The profile selection section is the alternative way of defining parameters of the search. A profile is a subset of matrices with defined cut-offs. The user can choose one of the predefined profiles (created by the MatchTM team) or build his/her own profile using the associated web tool called ‘Profiler’. In the ‘Profiler’ the user can flexibly select different matrices from the whole TRANSFAC® matrix library and define cut-offs individually or simultaneously to all matrices in the selection and save the profile under a new name. The user can also modify some of the existing profiles. A number of useful predefined profiles are provided by MatchTM including a small number of best matrices called ‘best selection’ and several tissue-/cell type-specific (liver, muscle, immune-cells) or process specific (cell cycle) profiles. To build such profiles groups of transcription factors known to be active in a particular tissue or a process have been collected for each profile with the help of information from the TRANSFAC® database. Matrices linked to these transcription factors in TRANSFAC® were then retrieved. When more than one matrix was linked to a transcription factor, we chose the matrix that had the lowest false positive rate.

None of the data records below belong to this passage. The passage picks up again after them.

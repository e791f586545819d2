//! burrow exit-node agent
//!
//! Connects to the managed control plane, applies its commands to the local
//! exit node and serves the internal API used by the exit node and the
//! reverse-proxy plugin.

use std::path::PathBuf;
use std::sync::Arc;

use anyhow::{Context, Result};
use clap::Parser;
use serde_json::Value;
use tokio::sync::broadcast;
use tokio_util::sync::CancellationToken;
use tracing_subscriber::{layer::SubscriberExt, util::SubscriberInitExt};

use burrow_agent::audit::AuditBatcher;
use burrow_agent::channel::{ChannelEvent, ChannelOptions, ControlChannelClient};
use burrow_agent::remote::{build_client, log_remote_failure, HybridClient, TokenManager};
use burrow_agent::server::{self, SessionVerifier, VerifierSettings};
use burrow_agent::state::AppState;
use burrow_agent::translator::{CommandTranslator, ExitNodeClient, ProxyConfigManager};
use burrow_core::config::{self, AgentConfig};
use burrow_core::time::current_time_secs;
use burrow_core::types::RemoteConfig;
use burrow_protocol::{message_types, PingPayload, RegisterPayload};

#[derive(Parser)]
#[command(name = "burrow-agent")]
#[command(about = "burrow agent - runs an exit node for a managed control plane")]
#[command(version)]
struct Args {
    /// Path to configuration file
    #[arg(short, long, env = "BURROW_CONFIG")]
    config: Option<PathBuf>,

    /// Remote exit node id issued by the control plane
    #[arg(long, env = "BURROW_ID")]
    id: Option<String>,

    /// Remote exit node secret issued by the control plane
    #[arg(long, env = "BURROW_SECRET", hide_env_values = true)]
    secret: Option<String>,

    /// Control plane endpoint
    /// Example: https://pangolin.example.com
    #[arg(long, env = "BURROW_ENDPOINT")]
    endpoint: Option<String>,

    /// Run in foreground with verbose output
    #[arg(short, long)]
    foreground: bool,

    /// Log level (error, warn, info, debug, trace)
    #[arg(long)]
    log_level: Option<String>,
}

#[tokio::main]
async fn main() -> Result<()> {
    let args = Args::parse();

    // Load configuration before logging so its log level can apply
    let config_path = args.config.clone().unwrap_or_else(config::default_config_path);
    let config_result = if config_path.exists() {
        Some(config::load_config::<AgentConfig>(&config_path))
    } else {
        None
    };

    let configured_level = config_result
        .as_ref()
        .and_then(|result| result.as_ref().ok())
        .map(|config| config.app.log_level.clone());
    let log_level = if args.foreground {
        "debug".to_string()
    } else {
        args.log_level
            .clone()
            .or(configured_level)
            .unwrap_or_else(|| "info".to_string())
    };
    tracing_subscriber::registry()
        .with(tracing_subscriber::EnvFilter::new(
            std::env::var("RUST_LOG").unwrap_or(log_level),
        ))
        .with(tracing_subscriber::fmt::layer())
        .init();

    tracing::info!("burrow agent {} starting...", env!("CARGO_PKG_VERSION"));

    let mut config = match config_result {
        Some(Ok(config)) => config,
        Some(Err(e)) => {
            tracing::warn!("Failed to load config from {:?}: {}", config_path, e);
            AgentConfig::default()
        }
        None => {
            tracing::info!("No config at {:?}, using defaults", config_path);
            AgentConfig::default()
        }
    };

    // Apply command-line overrides
    if let Some(id) = args.id {
        config.managed.id = Some(id);
    }
    if let Some(secret) = args.secret {
        config.managed.secret = Some(secret);
    }
    if let Some(endpoint) = args.endpoint {
        config.managed.endpoint = endpoint;
    }
    config.validate().context("Invalid configuration")?;

    // Create cancellation token for graceful shutdown
    let cancel = CancellationToken::new();

    // Setup signal handlers
    let cancel_clone = cancel.clone();
    tokio::spawn(async move {
        let ctrl_c = tokio::signal::ctrl_c();

        #[cfg(unix)]
        let terminate = async {
            match tokio::signal::unix::signal(tokio::signal::unix::SignalKind::terminate()) {
                Ok(mut signal) => {
                    signal.recv().await;
                }
                Err(e) => {
                    tracing::warn!("Failed to install SIGTERM handler: {}", e);
                    std::future::pending::<()>().await;
                }
            }
        };

        #[cfg(not(unix))]
        let terminate = std::future::pending::<()>();

        tokio::select! {
            _ = ctrl_c => {
                tracing::info!("Received Ctrl+C, initiating shutdown...");
            }
            _ = terminate => {
                tracing::info!("Received SIGTERM, initiating shutdown...");
            }
        }

        cancel_clone.cancel();
    });

    // Credentials for every control plane call
    let http = build_client(config.managed.request_timeout).context("Failed to create HTTP client")?;
    let tokens = Arc::new(TokenManager::new(http.clone(), &config.managed).context("Missing remote exit node credentials")?);
    let token_task = tokens.start(cancel.clone()).await;

    let hybrid = Arc::new(HybridClient::new(http, config.managed.base_url(), tokens.clone()));

    let remote_config = match hybrid.fetch_remote_config().await {
        Ok(remote_config) => remote_config,
        Err(e) => {
            log_remote_failure("Failed to fetch remote config, the server won't work right", &e);
            RemoteConfig::default()
        }
    };

    // Reverse proxy configuration
    let proxy_config = Arc::new(ProxyConfigManager::new(
        hybrid.clone(),
        config.traefik.dynamic_router_config_path.clone(),
    ));
    let monitor_task = proxy_config.spawn_monitor(config.traefik.monitor_interval, cancel.clone());

    let (audit, audit_task) = AuditBatcher::spawn(hybrid.clone(), hybrid.clone(), &config.audit);

    // Control channel
    let exit_node_http = build_client(config.gerbil.request_timeout).context("Failed to create exit node client")?;
    let exit_node = ExitNodeClient::new(exit_node_http, config.gerbil.reachable_at.clone());
    let translator = Arc::new(CommandTranslator::new(exit_node, proxy_config.clone()));

    let client = ControlChannelClient::new(
        config.managed.base_url(),
        ChannelOptions::from(&config.control_channel),
        tokens.clone(),
    );
    translator.register(&client);

    let register_payload = serde_json::to_value(RegisterPayload {
        remote_exit_node_version: env!("CARGO_PKG_VERSION").to_string(),
    })
    .context("Failed to encode registration")?;
    let register_task = tokio::spawn(register_on_connect(
        client.clone(),
        client.subscribe(),
        register_payload,
        cancel.clone(),
    ));

    client.connect().await.context("Failed to start control channel")?;

    let ping_handle = client.send_message_interval_with(
        message_types::PING,
        config.control_channel.heartbeat_interval,
        || {
            serde_json::to_value(PingPayload {
                timestamp: current_time_secs(),
            })
            .unwrap_or(Value::Null)
        },
    );

    // Internal API
    let settings = VerifierSettings {
        remote: remote_config,
        redirect_endpoint: config
            .managed
            .redirect_endpoint
            .clone()
            .unwrap_or_else(|| config.managed.base_url().to_string()),
        log_failed_attempts: config.app.log_failed_attempts,
    };
    let verifier = Arc::new(SessionVerifier::new(hybrid.clone(), audit.clone(), settings));
    let app = server::router(AppState::new(verifier, hybrid.clone()));

    let listen_address = config.listen_address();
    let listener = tokio::net::TcpListener::bind(&listen_address)
        .await
        .with_context(|| format!("Failed to bind {}", listen_address))?;
    let server_task = tokio::spawn(server::serve(listener, app, cancel.clone()));

    cancel.cancelled().await;

    // Shutdown
    ping_handle.cancel().await;
    client.close().await;
    let _ = register_task.await;

    match server_task.await {
        Ok(Ok(())) => {}
        Ok(Err(e)) => tracing::warn!("Internal server error: {}", e),
        Err(e) => tracing::warn!("Internal server task failed: {}", e),
    }

    let _ = monitor_task.await;
    let _ = token_task.await;

    audit.flush().await;
    drop(audit);
    audit_task.abort();

    tracing::info!("burrow agent stopped");
    Ok(())
}

/// Register with the control plane every time the channel comes up
async fn register_on_connect(
    client: ControlChannelClient,
    mut events: broadcast::Receiver<ChannelEvent>,
    payload: Value,
    cancel: CancellationToken,
) {
    loop {
        let event = tokio::select! {
            _ = cancel.cancelled() => break,
            event = events.recv() => event,
        };

        match event {
            Ok(ChannelEvent::Connected) => {
                tracing::info!("Connected to control plane, registering");
                client.send_message(message_types::REGISTER, payload.clone()).await;
            }
            Ok(ChannelEvent::Disconnected) => {
                tracing::warn!("Disconnected from control plane, will reconnect");
            }
            Err(broadcast::error::RecvError::Lagged(skipped)) => {
                tracing::debug!("Missed {} control channel events", skipped);
            }
            Err(broadcast::error::RecvError::Closed) => break,
        }
    }
}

After submitting the form to the server, the MatchTM program makes the search of the TF binding sites according to the given parameters. The output of the MatchTM program is shown in Figure 2. Every match found by the program is shown in a separate line in the results table. It contains: matrix ID, position of the match, strand [(+) or (−), that indicate the matrix orientation in the match], two scores of the match, corresponding subsequence and names of transcription factors associated with the matrix. It must be mentioned that the position of the match is always given according to the (+) strand of the sequence. A simple visual representation of locations of the found matches is generated after pressing the ‘graphic’ button (Fig. 2B). Sites are shown above the sequence and the orientation of the ‘>’ sign corresponds to the (+) or (−) location of the sites. The name of the matrix is given as well. In Figure 2 we show the results of a MatchTM search in the promoter of the human gene for IL-12 using the predefined immune cell-specific profile. Three sites that are known in this promoter (see TRANSFAC® database) were found by MatchTM (shadowed in Fig. 2) along with a number of new sites. The relatively low number of known sites among numerous predicted sites can be explained first of all by the very limited knowledge obtained so far about real functional sites in genomes. Taking into account the whole complexity of regulatory functions maintained by promoters of genes that have to be encoded in their structure by a system of TF site combinations (10), we can speculate that many more TF sites will be revealed experimentally in the near future. All predictions obtained by MatchTM search can be considered as a source of well supported hypotheses for further experimental verification.

Figure 2.

Figure 2

Figure 2

MatchTM output. (A) Tabulated result page. Every match contains: matrix ID, position of the match, strand [(+) or (−)], two scores of the match, corresponding subsequence and names of transcription factors associated with the matrix. Both the matrix ID and the factor names are hyperlinked with the corresponding TRANSFAC® entries. (B) A simple visual representation of locations of the found matches. Sites are shown above the sequence and the orientation of the ‘>’ sign corresponds to the (+) or (−) location of the sites. The results of MatchTM search is shown for the promoter of human gene for IL-12 using immune cell specific profile. Three sites that are known in this promoter (see TRANSFAC® database) were found by MatchTM (shadowed in pink) along with some new sites. Here, matrix IDs are also hyperlinked with the corresponding TRANSFAC® entries.

Acknowledgments

ACKNOWLEDGEMENTS

This work was mainly funded by BIOBASE GmbH (Wolfenbüttel, Germany). Part of this work was supported by Siberian Branch of Russian Academy of Sciences and by a grant of the European Commission (BIO4-95-0226).